Sintering-Induced Phase Transformation of Nanoparticles: A Molecular Dynamics Study

Sintering-induced phase transformation of TiO₂ nanoparticles is investigated systematically via molecular dynamics simulation. Upon defining a coordination number and bond angle distribution criteria, local phase information is identified for each individual Ti atom originating from amorphous or crystal structure as well as three TiO₂ polymorphs, anatase, brookite, and rutile. Size-dependent structures of nanoparticles lead to different dynamics of the sintering-induced phase transformation. Grain boundaries that form between nanoparticles during sintering trigger the nucleation and growth of new phases.

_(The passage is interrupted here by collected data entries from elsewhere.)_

use crate::Predicate;
use crate::error::{Error, ErrorKind, Result};
use exn::ResultExt;
use trove_expr::Expression;
use trove_record::Record;

/// Accepts records for which an expression is truthy.
#[derive(Debug, Clone)]
pub struct FilterPredicate {
    expression: Expression,
}

impl FilterPredicate {
    pub fn new(source: &str) -> Result<Self> {
        let expression = Expression::compile(source).or_raise(|| ErrorKind::Expression(source.to_string()))?;
        Ok(Self { expression })
    }

    pub fn expression(&self) -> &Expression {
        &self.expression
    }
}

impl From<Expression> for FilterPredicate {
    fn from(expression: Expression) -> Self {
        Self { expression }
    }
}

impl Predicate for FilterPredicate {
    fn check(&mut self, _url: &str, record: &Record) -> Result<bool> {
        self.expression.test(record).map_err(reraise)
    }
}

/// `abort()` and `terminate()` keep their meaning. Anything else the
/// expression raises becomes a filter failure for this record only.
#[track_caller]
fn reraise(err: trove_expr::Error) -> Error {
    let kind = match &*err {
        trove_expr::ErrorKind::Stop => ErrorKind::Stop,
        trove_expr::ErrorKind::Terminate => ErrorKind::Terminate,
        other => ErrorKind::Filter(other.to_string()),
    };
    err.raise(kind)
}

#[cfg(test)]
mod tests {
    use super::*;
    use rstest::rstest;

    fn record() -> Record {
        Record::new().with("width", 1920).with("extension", "jpg").with("title", "Sunset")
    }

    #[rstest]
    #[case("width >= 1000", true)]
    #[case("extension == 'png'", false)]
    #[case("title and width", true)]
    #[case("''", false)]
    fn test_truthiness(#[case] source: &str, #[case] expected: bool) {
        assert_eq!(FilterPredicate::new(source).unwrap().check("", &record()).unwrap(), expected);
    }

    #[rstest]
    #[case("abort()", ErrorKind::Stop)]
    #[case("terminate()", ErrorKind::Terminate)]
    fn test_signals_pass_through(#[case] source: &str, #[case] expected: ErrorKind) {
        let err = FilterPredicate::new(source).unwrap().check("", &record()).unwrap_err();
        assert_eq!(*err, expected);
        assert!(err.is_signal());
    }

    #[rstest]
    #[case("height > 10")]
    #[case("title + 1")]
    #[case("width / 0")]
    fn test_runtime_faults_become_filter_errors(#[case] source: &str) {
        let err = FilterPredicate::new(source).unwrap().check("", &record()).unwrap_err();
        assert!(matches!(&*err, ErrorKind::Filter(_)), "{source}");
        assert!(!err.is_signal());
    }

    #[test]
    fn test_invalid_expression() {
        let err = FilterPredicate::new("width >").unwrap_err();
        assert!(matches!(&*err, ErrorKind::Expression(_)));
    }
}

During the sintering of two equal-sized core-shell anatase nanoparticles, crystal core regions melt with the temperature increase and the surface energy decrease in the microcanonical (NVE) ensemble. The new phase that develops from the grain boundary spreads into the destroyed core regions in stages, forming a new larger spherical nanoparticle with an ordered atomic arrangement. During the sintering of two unequal-sized nanoparticles (amorphous and core-shell anatase), atoms from the amorphous nanoparticle first nucleate to form crystal anatase in the contact region, and a grain boundary is then developed between the original core region and the newly formed anatase crystal. After that, phase transformation follows much the same route as the equal-sized case from anatase to brookite.